Ce magistrat a rendu compte des plaidoiries dans le délibéré de la cour, composée de :
Monsieur Philippe DE GUARDIA, Président de chambre
M. Jean-Jacques FRION, Conseiller
Mme Anne MONNINI-MICHEL, Conseillère
Greffier lors des débats : Mme Marie BRUNEL
ARRET :
— rendu par défaut ;
— prononcé par mise à disposition de l’arrêt au greffe de la cour, les parties en ayant été préalablement avisées dans les conditions prévues au deuxième alinéa de l’article 450 du code de procédure civile ;
— signé par Monsieur Philippe DE GUARDIA, Président de chambre, et par Mme Marie BRUNEL, Greffière.
*
* *
FAITS ET PROCÉDURE
[D] [N] a été engagé le 5 août 2019 par la SARL Pitowi, exploitant un bar sous l’enseigne 'Papa Doble'. Il exerçait les fonctions de barman serveur avec un salaire mensuel brut de 2 012,07€ pour 169 heures de travail.
Le 28 mai 2021, il a pris acte de la rupture de son contrat de travail en raison des manquements qu’il reprochait à la SARL Only B qu’il estimait être son nouvel employeur depuis le mois d’octobre 2020.
Le 22 octobre 2021, soutenant que la rupture produisait les effets d’un licenciement sans cause réelle et sérieuse, [D] [N] a saisi le conseil de prud’hommes de Montpellier qui, par jugement en date du 14 juin 2023, l’a débouté de ses demandes.
Le 17 juillet 2023, [D] [N] a interjeté appel. Dans ses dernières conclusions notifiées et enregistrées au greffe le 21 septembre 2023, il demande d’infirmer le jugement et de lui allouer :
— la somme de 14 863,88€ brut à titre de rappel de salaires,
— la somme de 1 486,38€ brut à titre de congés payés sur rappel de salaires,
— la somme de 1 000€ net à titre de dommages et intérêts pour non-paiement du salaire,
— la somme de 3 752€ brut à titre d’indemnité compensatrice de préavis,
— la somme de 375,20€ brut à titre de congés payés sur préavis,
— la somme de 1 055,25€ net à titre d’indemnité de licenciement,
— la somme de 6 566€ net à titre de dommages et intérêts pour licenciement sans cause réelle et sérieuse,
— la somme de 1 500€ sur le fondement de l’article 700 du code de procédure civile.
Il demande également d’assortir les condamnations des intérêts au taux légal, avec capitalisation des intérêts, et d’ordonner sous astreinte la remise des documents de fin de contrat ainsi que la régularisation des déclarations auprès des organismes compétents.
La SARL Only B, à qui l’appelant a fait signifier sa déclaration d’appel et ses conclusions par acte de commissaire de justice du 20 septembre 2023, lequel, conformément aux dispositions de l’article 902 du code de procédure civile, précise que, faute par elle de constituer avocat dans le délai de quinze jours à compter de la signification, elle s’expose à ce qu’un arrêt soit rendu contre elle sur les seuls éléments fournis par son adversaire et que, faute de conclure dans le délai mentionné à l’article 909, elle s’expose à ce que ses écritures soient déclarées d’office irrecevables, n’a pas constitué avocat.

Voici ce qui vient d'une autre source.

use std::collections::VecDeque;

use crate::routing::RouteInputs;
use crate::storage::CompletenessStatus;
use crate::types::{AccessToken, Session, User, UserId};

/// Tokens remembered after being superseded, to reject late re-deliveries.
const RETIRED_TOKENS: usize = 32;

/// In-memory auth state owned by the
/// [`SessionController`](super::SessionController).
///
/// Fields only change through the transition methods below, each of which
/// reports whether anything changed so the controller can skip no-op writes.
/// `is_authenticated` is derived from the session.
#[derive(Debug, Clone, PartialEq, Eq)]
pub struct AuthState {
    user: Option<User>,
    session: Option<Session>,
    loading: bool,
    completion_check_loading: bool,
    has_core_profile: bool,
    has_required_music_preferences: bool,
    initial_redirect_to_match_done: bool,
    /// User whose completeness flags are known or being computed.
    completeness_user: Option<UserId>,
    /// Bumped on every change of the held session.
    generation: u64,
    /// Bumped every time a completeness run starts.
    completeness_epoch: u64,
    retired: VecDeque<AccessToken>,
}

/// One completeness run. Its result is only applied while it is the latest
/// run for the current user.
#[derive(Debug, Clone, PartialEq, Eq)]
pub(crate) struct Evaluation {
    pub(crate) user_id: UserId,
    pub(crate) epoch: u64,
}

/// Result of offering a session to the state.
#[derive(Debug, Clone, PartialEq, Eq)]
pub(crate) enum Adoption {
    /// Same token for the same user is already held.
    Unchanged,
    /// The offered session was superseded before it arrived.
    Stale,
    /// Adopted; `evaluate` is the completeness run to perform, if any.
    Adopted { evaluate: Option<Evaluation> },
}

impl Default for AuthState {
    fn default() -> Self {
        Self {
            user: None,
            session: None,
            loading: true,
            completion_check_loading: false,
            has_core_profile: false,
            has_required_music_preferences: false,
            initial_redirect_to_match_done: false,
            completeness_user: None,
            generation: 0,
            completeness_epoch: 0,
            retired: VecDeque::new(),
        }
    }
}

impl AuthState {
    #[must_use]
    pub fn user(&self) -> Option<&User> {
        self.user.as_ref()
    }

    #[must_use]
    pub fn user_id(&self) -> Option<&UserId> {
        self.user.as_ref().map(|u| &u.id)
    }

    #[must_use]
    pub fn session(&self) -> Option<&Session> {
        self.session.as_ref()
    }

    #[must_use]
    pub fn is_authenticated(&self) -> bool {
        self.session.is_some()
    }

    #[must_use]
    pub fn is_loading(&self) -> bool {
        self.loading
    }

    #[must_use]
    pub fn is_completion_check_loading(&self) -> bool {
        self.completion_check_loading
    }

    #[must_use]
    pub fn has_core_profile(&self) -> bool {
        self.has_core_profile
    }

    #[must_use]
    pub fn has_required_music_preferences(&self) -> bool {
        self.has_required_music_preferences
    }

    #[must_use]
    pub fn initial_redirect_to_match_done(&self) -> bool {
        self.initial_redirect_to_match_done
    }

    #[must_use]
    pub fn route_inputs(&self) -> RouteInputs {
        RouteInputs {
            loading: self.loading,
            completion_check_loading: self.completion_check_loading,
            is_authenticated: self.is_authenticated(),
            has_core_profile: self.has_core_profile,
            has_required_music_preferences: self.has_required_music_preferences,
        }
    }

    pub(crate) fn generation(&self) -> u64 {
        self.generation
    }

    pub(crate) fn needs_completeness(&self) -> Option<UserId> {
        let id = self.user_id()?;
        (self.completeness_user.as_ref() != Some(id)).then(|| id.clone())
    }

    fn set_session(&mut self, session: Session) {
        if let Some(previous) = self.session.take() {
            if previous.access_token != session.access_token {
                self.retire(previous.access_token);
            }
        }
        self.user = Some(session.user.clone());
        self.session = Some(session);
        self.generation += 1;
    }

    fn retire(&mut self, token: AccessToken) {
        if self.retired.len() == RETIRED_TOKENS {
            self.retired.pop_front();
        }
        self.retired.push_back(token);
    }

    /// Take a persisted session at face value, before the service confirms it.
    /// Completeness stays unknown.
    pub(crate) fn adopt_cached(&mut self, session: Session) -> bool {
        if self.session.is_some() {
            return false;
        }
        self.set_session(session);
        true
    }

    /// Offer a session from the service.
    ///
    /// With `observed`, the offer is only valid if the state has not moved
    /// since that generation was read.
    pub(crate) fn adopt(&mut self, session: Session, observed: Option<u64>) -> Adoption {
        if self.session.as_ref().is_some_and(|held| held.same_as(&session)) {
            return Adoption::Unchanged;
        }
        match observed {
            // Pulled answer: valid as long as nothing moved while it was in flight.
            Some(generation) if generation != self.generation => return Adoption::Stale,
            Some(_) => {}
            // Pushed answer: may arrive late and out of order.
            None => {
                if self.retired.contains(&session.access_token) {
                    return Adoption::Stale;
                }
                if let Some(held) = &self.session {
                    if held.user.id == session.user.id && session.expires_at < held.expires_at {
                        return Adoption::Stale;
                    }
                }
            }
        }

        let user_id = session.user.id.clone();
        self.set_session(session);

        if self.completeness_user.as_ref() == Some(&user_id) {
            return Adoption::Adopted { evaluate: None };
        }
        Adoption::Adopted {
            evaluate: Some(self.begin_completeness_unchecked(user_id)),
        }
    }

    /// Forget the session and everything derived from it. `loading` is left
    /// alone; callers decide when loading ends.
    pub(crate) fn clear(&mut self, observed: Option<u64>) -> bool {
        if observed.is_some_and(|g| g != self.generation) {
            return false;
        }
        let changed = self.session.is_some()
            || self.user.is_some()
            || self.completion_check_loading
            || self.has_core_profile
            || self.has_required_music_preferences
            || self.initial_redirect_to_match_done
            || self.completeness_user.is_some();
        if !changed {
            return false;
        }

        if let Some(previous) = self.session.take() {
            self.retire(previous.access_token);
            self.generation += 1;
        }
        self.user = None;
        self.completion_check_loading = false;
        self.has_core_profile = false;
        self.has_required_music_preferences = false;
        self.initial_redirect_to_match_done = false;
        self.completeness_user = None;
        true
    }

    /// Start recomputing completeness for the current user. Any run already
    /// in flight is superseded.
    pub(crate) fn begin_completeness(&mut self, user_id: &UserId) -> Option<Evaluation> {
        if self.user_id() != Some(user_id) {
            return None;
        }
        Some(self.begin_completeness_unchecked(user_id.clone()))
    }

    fn begin_completeness_unchecked(&mut self, user_id: UserId) -> Evaluation {
        if self.completeness_user.as_ref() != Some(&user_id) {
            self.has_core_profile = false;
            self.has_required_music_preferences = false;
        }
        self.completeness_epoch += 1;
        self.completeness_user = Some(user_id.clone());
        self.completion_check_loading = true;
        Evaluation {
            user_id,
            epoch: self.completeness_epoch,
        }
    }

    /// Apply the result of `run`.
    ///
    /// `None` if the run was superseded (newer run, other user, signed out);
    /// otherwise whether anything changed.
    pub(crate) fn apply_completeness(
        &mut self,
        run: &Evaluation,
        status: CompletenessStatus,
    ) -> Option<bool> {
        if run.epoch != self.completeness_epoch
            || self.completeness_user.as_ref() != Some(&run.user_id)
            || self.user_id() != Some(&run.user_id)
        {
            return None;
        }
        let changed = self.completion_check_loading
            || self.has_core_profile != status.has_core_profile
            || self.has_required_music_preferences != status.has_required_music_preferences;
        self.has_core_profile = status.has_core_profile;
        self.has_required_music_preferences = status.has_required_music_preferences;
        self.completion_check_loading = false;
        Some(changed)
    }

    pub(crate) fn finish_loading(&mut self) -> bool {
        std::mem::replace(&mut self.loading, false)
    }

    pub(crate) fn mark_initial_redirect_done(&mut self) -> bool {
        !std::mem::replace(&mut self.initial_redirect_to_match_done, true)
    }
}
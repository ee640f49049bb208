use std::sync::Arc;

use url::Url;

use super::{HttpGateway, ensure_success};
use crate::error::Error;
use crate::traits::{Collection, DataStore, Row};
use crate::types::UserId;

/// [`DataStore`] over the project's REST table API.
///
/// Reads go out with the gateway's current access token so row-level access
/// rules see the signed-in user; without one the public API key is used.
pub struct RestDataStore {
    gateway: Arc<HttpGateway>,
}

impl RestDataStore {
    #[must_use]
    pub fn new(gateway: Arc<HttpGateway>) -> Self {
        Self { gateway }
    }

    /// `GET {table}?select=*&{owner}=eq.{id}&limit=1`
    fn row_url(&self, collection: Collection, user_id: &UserId) -> Result<Url, Error> {
        let mut url = self.gateway.config().rest_url(collection.table())?;
        url.query_pairs_mut()
            .append_pair("select", "*")
            .append_pair(collection.owner_column(), &format!("eq.{user_id}"))
            .append_pair("limit", "1");
        Ok(url)
    }
}

impl DataStore for RestDataStore {
    async fn fetch_row(
        &self,
        collection: Collection,
        user_id: &UserId,
    ) -> Result<Option<Row>, Error> {
        let config = self.gateway.config();
        let bearer = self
            .gateway
            .current_access_token()
            .map_or_else(|| config.api_key().to_owned(), |t| t.as_str().to_owned());

        let response = self
            .gateway
            .http()
            .get(self.row_url(collection, user_id)?)
            .header("apikey", config.api_key())
            .bearer_auth(bearer)
            .send()
            .await?;
        let response = ensure_success(response, "fetch row").await?;
        let rows = response.json::<Vec<Row>>().await?;

        tracing::trace!(table = collection.table(), found = !rows.is_empty(), "Row fetched");
        Ok(rows.into_iter().next())
    }
}
//! REST backends for a hosted identity service and its table API.

mod config;
mod data_store;
mod gateway;

pub use config::GatewayConfig;
pub use data_store::RestDataStore;
pub use gateway::{HttpGateway, TokenResponse};

use serde_json::Value;

use crate::error::Error;

/// Checks HTTP response status; returns the response on success or an error
/// carrying the service's own message.
async fn ensure_success(
    response: reqwest::Response,
    operation: &'static str,
) -> Result<reqwest::Response, Error> {
    let status = response.status();
    if status.is_success() {
        return Ok(response);
    }
    if status == reqwest::StatusCode::TOO_MANY_REQUESTS {
        return Err(Error::RateLimited);
    }
    let body = response.text().await.unwrap_or_default();
    Err(Error::Service {
        operation,
        status: Some(status.as_u16()),
        detail: error_detail(&body),
    })
}

/// Human-readable message from an error body, falling back to the raw text.
fn error_detail(body: &str) -> String {
    let Ok(Value::Object(fields)) = serde_json::from_str::<Value>(body) else {
        return body.trim().to_owned();
    };
    ["msg", "error_description", "message", "error"]
        .iter()
        .find_map(|key| fields.get(*key).and_then(Value::as_str))
        .map_or_else(|| body.trim().to_owned(), str::to_owned)
}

Pour un plus ample exposé des faits, de la procédure, des moyens et des prétentions des parties, il y a lieu de se reporter au jugement du conseil de prud’hommes et aux conclusions déposées.
MOTIFS DE LA DECISION
Sur la relation de travail avec la société Only B :
L’existence d’une relation de travail ne dépend ni de la volonté exprimée par les parties, ni de la dénomination qu’elles ont donnée à leur convention, mais des conditions de fait dans lesquelles est exercée l’activité des travailleurs.
En présence d’un contrat de travail apparent, il appartient à la partie qui invoque son caractère fictif d’en rapporter la preuve.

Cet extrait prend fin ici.